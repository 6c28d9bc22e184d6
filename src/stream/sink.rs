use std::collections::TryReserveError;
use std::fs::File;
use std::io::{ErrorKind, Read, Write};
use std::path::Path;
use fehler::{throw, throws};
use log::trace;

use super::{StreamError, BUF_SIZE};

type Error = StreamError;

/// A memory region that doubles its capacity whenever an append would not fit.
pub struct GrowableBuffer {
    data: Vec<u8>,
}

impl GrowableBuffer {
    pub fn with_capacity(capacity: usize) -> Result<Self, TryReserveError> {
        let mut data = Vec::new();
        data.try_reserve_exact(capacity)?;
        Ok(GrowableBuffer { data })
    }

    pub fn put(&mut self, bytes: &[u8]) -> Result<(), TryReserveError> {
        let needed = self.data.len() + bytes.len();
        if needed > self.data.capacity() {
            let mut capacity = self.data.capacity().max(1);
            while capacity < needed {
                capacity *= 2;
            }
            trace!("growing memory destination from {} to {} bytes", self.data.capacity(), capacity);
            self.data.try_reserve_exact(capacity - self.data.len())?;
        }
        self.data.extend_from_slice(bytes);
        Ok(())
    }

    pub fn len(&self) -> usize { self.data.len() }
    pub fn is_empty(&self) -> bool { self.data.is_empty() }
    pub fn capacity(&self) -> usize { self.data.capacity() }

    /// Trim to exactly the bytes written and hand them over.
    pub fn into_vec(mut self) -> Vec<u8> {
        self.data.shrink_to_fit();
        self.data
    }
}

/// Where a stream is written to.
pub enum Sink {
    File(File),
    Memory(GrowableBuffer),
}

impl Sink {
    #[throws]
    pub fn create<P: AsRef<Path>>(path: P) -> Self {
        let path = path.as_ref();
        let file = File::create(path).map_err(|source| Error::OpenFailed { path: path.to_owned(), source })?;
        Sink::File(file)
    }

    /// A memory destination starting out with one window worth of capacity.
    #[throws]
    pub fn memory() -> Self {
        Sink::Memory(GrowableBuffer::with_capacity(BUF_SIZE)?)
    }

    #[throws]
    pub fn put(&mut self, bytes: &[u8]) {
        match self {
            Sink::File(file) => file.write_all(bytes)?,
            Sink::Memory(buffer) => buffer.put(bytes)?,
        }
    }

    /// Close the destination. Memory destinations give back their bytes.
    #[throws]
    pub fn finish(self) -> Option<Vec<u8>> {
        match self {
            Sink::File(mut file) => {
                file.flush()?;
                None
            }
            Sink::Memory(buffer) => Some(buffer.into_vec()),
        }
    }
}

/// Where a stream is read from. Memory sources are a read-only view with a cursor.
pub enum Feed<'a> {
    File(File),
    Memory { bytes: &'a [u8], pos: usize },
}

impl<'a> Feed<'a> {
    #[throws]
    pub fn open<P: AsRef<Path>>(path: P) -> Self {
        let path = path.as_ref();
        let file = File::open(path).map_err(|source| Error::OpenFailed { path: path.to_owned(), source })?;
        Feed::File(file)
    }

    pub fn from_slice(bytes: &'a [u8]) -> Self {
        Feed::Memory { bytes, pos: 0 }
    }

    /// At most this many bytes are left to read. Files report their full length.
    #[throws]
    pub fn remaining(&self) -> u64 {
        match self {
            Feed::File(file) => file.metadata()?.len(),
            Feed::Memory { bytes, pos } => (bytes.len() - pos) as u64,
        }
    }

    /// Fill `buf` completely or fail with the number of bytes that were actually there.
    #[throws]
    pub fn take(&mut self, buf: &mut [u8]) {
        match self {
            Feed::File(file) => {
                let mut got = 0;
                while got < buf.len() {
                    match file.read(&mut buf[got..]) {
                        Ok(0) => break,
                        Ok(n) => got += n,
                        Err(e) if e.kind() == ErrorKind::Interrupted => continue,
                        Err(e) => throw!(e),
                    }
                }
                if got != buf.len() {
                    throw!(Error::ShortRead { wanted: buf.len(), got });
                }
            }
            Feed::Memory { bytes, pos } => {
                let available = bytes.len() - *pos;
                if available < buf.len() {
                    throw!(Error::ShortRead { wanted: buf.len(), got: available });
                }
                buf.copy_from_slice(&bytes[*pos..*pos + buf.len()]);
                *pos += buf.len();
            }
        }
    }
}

============

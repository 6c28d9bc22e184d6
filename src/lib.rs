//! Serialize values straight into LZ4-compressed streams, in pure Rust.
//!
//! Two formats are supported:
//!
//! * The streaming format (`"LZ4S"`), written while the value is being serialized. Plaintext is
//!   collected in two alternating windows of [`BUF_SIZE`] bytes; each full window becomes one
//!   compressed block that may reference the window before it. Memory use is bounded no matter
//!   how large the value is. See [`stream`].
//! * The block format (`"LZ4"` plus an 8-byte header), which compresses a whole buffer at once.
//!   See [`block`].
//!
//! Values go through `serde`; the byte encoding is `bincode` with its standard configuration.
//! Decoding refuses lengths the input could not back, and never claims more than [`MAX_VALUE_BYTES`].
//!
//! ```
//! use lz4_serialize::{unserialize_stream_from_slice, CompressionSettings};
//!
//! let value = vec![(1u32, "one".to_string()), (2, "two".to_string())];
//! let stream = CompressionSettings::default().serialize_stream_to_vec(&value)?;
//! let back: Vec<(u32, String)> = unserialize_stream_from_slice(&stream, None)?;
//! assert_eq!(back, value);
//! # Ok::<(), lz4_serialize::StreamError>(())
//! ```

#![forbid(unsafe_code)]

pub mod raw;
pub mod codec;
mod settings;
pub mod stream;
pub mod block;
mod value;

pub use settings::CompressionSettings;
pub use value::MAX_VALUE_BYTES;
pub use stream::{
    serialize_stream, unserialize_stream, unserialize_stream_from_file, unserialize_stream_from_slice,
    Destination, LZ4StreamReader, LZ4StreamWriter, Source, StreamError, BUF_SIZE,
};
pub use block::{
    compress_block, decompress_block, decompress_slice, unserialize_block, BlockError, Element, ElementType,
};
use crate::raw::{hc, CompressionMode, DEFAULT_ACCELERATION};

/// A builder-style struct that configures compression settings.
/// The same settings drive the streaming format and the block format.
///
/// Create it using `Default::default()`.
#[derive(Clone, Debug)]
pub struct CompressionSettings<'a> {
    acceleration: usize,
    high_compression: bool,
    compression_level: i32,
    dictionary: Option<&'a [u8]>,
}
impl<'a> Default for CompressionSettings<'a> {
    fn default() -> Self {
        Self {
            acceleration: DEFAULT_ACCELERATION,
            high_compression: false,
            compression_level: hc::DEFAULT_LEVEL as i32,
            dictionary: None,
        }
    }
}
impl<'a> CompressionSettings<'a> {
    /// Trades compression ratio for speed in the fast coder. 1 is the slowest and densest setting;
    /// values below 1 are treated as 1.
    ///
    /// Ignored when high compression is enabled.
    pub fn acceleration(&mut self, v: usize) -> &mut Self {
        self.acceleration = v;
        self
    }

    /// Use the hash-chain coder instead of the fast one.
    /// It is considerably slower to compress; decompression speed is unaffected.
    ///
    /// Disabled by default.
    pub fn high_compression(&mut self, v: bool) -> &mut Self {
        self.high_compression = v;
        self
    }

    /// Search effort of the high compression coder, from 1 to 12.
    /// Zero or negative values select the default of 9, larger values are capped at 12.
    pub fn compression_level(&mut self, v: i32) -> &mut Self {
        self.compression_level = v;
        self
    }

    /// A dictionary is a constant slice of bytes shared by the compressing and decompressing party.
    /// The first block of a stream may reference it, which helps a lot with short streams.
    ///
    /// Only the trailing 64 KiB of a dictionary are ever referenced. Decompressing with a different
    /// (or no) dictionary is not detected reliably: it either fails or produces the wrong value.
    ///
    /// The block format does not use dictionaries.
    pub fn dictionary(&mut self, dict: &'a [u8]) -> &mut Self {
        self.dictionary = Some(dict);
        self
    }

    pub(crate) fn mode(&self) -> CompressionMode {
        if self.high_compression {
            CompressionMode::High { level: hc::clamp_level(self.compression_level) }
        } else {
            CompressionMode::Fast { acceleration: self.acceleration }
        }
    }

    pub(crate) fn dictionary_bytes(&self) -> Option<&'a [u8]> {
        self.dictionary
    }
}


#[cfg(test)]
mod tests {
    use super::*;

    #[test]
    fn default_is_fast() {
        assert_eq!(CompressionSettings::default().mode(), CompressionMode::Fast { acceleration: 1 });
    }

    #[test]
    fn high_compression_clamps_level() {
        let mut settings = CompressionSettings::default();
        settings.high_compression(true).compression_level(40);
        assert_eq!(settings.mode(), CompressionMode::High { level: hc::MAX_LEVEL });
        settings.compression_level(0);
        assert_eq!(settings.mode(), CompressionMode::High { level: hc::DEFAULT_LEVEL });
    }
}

============

_Work order_:
Reproduce exactly the stretch of the material above that starts at the line with "and densest setting;" and ends at the line with "with a different", both included, and nothing else.

_Output for this task_:
    /// Trades compression ratio for speed in the fast coder. 1 is the slowest and densest setting;
    /// values below 1 are treated as 1.
    ///
    /// Ignored when high compression is enabled.
    pub fn acceleration(&mut self, v: usize) -> &mut Self {
        self.acceleration = v;
        self
    }

    /// Use the hash-chain coder instead of the fast one.
    /// It is considerably slower to compress; decompression speed is unaffected.
    ///
    /// Disabled by default.
    pub fn high_compression(&mut self, v: bool) -> &mut Self {
        self.high_compression = v;
        self
    }

    /// Search effort of the high compression coder, from 1 to 12.
    /// Zero or negative values select the default of 9, larger values are capped at 12.
    pub fn compression_level(&mut self, v: i32) -> &mut Self {
        self.compression_level = v;
        self
    }

    /// A dictionary is a constant slice of bytes shared by the compressing and decompressing party.
    /// The first block of a stream may reference it, which helps a lot with short streams.
    ///
    /// Only the trailing 64 KiB of a dictionary are ever referenced. Decompressing with a different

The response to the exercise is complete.